=== Begin Enclosure ===

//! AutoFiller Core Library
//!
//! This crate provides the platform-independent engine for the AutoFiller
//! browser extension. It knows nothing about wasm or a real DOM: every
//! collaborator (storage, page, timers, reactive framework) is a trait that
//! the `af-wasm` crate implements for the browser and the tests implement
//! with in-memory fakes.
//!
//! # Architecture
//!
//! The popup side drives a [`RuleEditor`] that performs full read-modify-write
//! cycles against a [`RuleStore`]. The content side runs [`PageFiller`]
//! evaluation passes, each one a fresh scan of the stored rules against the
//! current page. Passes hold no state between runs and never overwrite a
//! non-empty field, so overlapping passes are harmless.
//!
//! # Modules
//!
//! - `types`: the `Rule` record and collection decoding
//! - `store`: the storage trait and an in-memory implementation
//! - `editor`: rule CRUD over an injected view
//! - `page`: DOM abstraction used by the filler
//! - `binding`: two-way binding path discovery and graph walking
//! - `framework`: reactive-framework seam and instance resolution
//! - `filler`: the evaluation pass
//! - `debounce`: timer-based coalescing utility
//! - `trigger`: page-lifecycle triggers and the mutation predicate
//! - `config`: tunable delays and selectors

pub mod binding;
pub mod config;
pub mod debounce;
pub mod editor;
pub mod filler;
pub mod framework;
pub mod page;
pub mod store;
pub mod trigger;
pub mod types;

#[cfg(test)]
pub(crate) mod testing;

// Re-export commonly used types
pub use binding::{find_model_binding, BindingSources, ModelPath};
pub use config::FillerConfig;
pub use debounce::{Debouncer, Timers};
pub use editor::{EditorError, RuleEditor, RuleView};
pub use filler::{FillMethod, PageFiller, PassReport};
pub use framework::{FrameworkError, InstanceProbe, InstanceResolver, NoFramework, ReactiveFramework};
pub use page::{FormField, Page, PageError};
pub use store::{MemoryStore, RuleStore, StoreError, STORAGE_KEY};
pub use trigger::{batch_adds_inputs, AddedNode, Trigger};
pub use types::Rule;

=== End Enclosure ===
=== Begin Enclosure ===

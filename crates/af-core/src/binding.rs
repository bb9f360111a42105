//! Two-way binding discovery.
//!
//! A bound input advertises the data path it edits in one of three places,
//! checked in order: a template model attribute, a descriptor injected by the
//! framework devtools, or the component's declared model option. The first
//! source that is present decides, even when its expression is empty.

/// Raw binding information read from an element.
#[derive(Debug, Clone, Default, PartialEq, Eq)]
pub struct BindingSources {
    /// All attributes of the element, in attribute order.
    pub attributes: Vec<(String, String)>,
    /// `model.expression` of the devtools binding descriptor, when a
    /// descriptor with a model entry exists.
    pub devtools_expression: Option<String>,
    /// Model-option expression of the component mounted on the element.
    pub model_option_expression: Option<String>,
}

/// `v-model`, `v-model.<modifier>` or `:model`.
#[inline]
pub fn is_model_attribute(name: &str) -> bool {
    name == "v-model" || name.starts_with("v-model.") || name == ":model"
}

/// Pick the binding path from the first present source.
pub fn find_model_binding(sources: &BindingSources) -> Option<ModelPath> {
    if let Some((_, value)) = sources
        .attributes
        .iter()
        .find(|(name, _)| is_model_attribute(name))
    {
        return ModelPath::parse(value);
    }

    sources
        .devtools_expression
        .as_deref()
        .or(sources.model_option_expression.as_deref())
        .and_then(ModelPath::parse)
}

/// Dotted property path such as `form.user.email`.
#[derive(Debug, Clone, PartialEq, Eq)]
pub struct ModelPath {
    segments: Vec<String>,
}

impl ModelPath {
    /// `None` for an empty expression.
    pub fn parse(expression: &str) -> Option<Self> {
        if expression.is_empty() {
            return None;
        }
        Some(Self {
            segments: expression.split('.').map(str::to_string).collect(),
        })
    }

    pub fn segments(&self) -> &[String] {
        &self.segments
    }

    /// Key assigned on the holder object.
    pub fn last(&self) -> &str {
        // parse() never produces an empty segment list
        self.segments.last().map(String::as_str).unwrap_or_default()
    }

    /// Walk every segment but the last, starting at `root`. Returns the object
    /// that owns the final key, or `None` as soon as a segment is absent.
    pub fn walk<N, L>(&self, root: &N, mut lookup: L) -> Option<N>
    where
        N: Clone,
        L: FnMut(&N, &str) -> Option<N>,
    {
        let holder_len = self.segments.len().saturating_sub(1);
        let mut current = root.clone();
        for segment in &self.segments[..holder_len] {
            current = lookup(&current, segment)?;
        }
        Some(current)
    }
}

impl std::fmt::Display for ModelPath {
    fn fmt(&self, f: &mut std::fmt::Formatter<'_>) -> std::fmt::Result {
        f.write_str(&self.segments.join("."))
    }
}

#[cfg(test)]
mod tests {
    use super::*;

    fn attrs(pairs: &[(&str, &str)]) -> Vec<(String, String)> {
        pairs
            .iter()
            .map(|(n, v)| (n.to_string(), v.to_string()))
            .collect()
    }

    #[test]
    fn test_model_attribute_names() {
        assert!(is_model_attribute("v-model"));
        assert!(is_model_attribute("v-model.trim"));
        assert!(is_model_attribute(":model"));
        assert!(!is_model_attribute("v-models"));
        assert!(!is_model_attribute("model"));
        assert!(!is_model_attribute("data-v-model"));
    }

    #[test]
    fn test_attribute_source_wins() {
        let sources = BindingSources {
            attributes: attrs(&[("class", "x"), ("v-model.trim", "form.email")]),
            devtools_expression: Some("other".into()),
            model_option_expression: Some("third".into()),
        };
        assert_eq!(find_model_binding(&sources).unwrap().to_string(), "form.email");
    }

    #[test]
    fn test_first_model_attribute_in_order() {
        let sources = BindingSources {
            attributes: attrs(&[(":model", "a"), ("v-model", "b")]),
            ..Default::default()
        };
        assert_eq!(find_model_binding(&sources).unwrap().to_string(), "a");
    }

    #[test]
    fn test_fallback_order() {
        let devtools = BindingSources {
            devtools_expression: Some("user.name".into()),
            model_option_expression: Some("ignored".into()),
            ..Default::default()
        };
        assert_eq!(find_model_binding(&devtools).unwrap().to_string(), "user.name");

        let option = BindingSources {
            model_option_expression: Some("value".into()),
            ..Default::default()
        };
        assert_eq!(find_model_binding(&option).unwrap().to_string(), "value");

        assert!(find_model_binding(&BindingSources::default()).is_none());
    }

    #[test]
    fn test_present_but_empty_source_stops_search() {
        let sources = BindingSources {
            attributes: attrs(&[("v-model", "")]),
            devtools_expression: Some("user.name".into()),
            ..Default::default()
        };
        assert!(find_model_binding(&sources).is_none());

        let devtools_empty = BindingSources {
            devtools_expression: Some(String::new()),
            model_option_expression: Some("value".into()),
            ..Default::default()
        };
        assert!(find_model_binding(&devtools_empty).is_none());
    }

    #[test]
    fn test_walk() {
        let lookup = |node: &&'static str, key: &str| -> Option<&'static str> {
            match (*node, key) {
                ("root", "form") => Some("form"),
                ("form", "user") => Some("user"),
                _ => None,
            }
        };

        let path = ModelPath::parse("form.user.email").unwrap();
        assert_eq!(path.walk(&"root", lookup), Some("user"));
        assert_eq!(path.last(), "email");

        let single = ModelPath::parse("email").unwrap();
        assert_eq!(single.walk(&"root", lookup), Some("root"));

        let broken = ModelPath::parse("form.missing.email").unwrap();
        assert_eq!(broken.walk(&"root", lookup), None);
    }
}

=== End Enclosure ===

§ Task prompt
Reproduce the lines above, beginning at the line with "AutoFiller Core Library" and stopping after the line with "by the filler", exactly as they are.

§ Task result
//! AutoFiller Core Library
//!
//! This crate provides the platform-independent engine for the AutoFiller
//! browser extension. It knows nothing about wasm or a real DOM: every
//! collaborator (storage, page, timers, reactive framework) is a trait that
//! the `af-wasm` crate implements for the browser and the tests implement
//! with in-memory fakes.
//!
//! # Architecture
//!
//! The popup side drives a [`RuleEditor`] that performs full read-modify-write
//! cycles against a [`RuleStore`]. The content side runs [`PageFiller`]
//! evaluation passes, each one a fresh scan of the stored rules against the
//! current page. Passes hold no state between runs and never overwrite a
//! non-empty field, so overlapping passes are harmless.
//!
//! # Modules
//!
//! - `types`: the `Rule` record and collection decoding
//! - `store`: the storage trait and an in-memory implementation
//! - `editor`: rule CRUD over an injected view
//! - `page`: DOM abstraction used by the filler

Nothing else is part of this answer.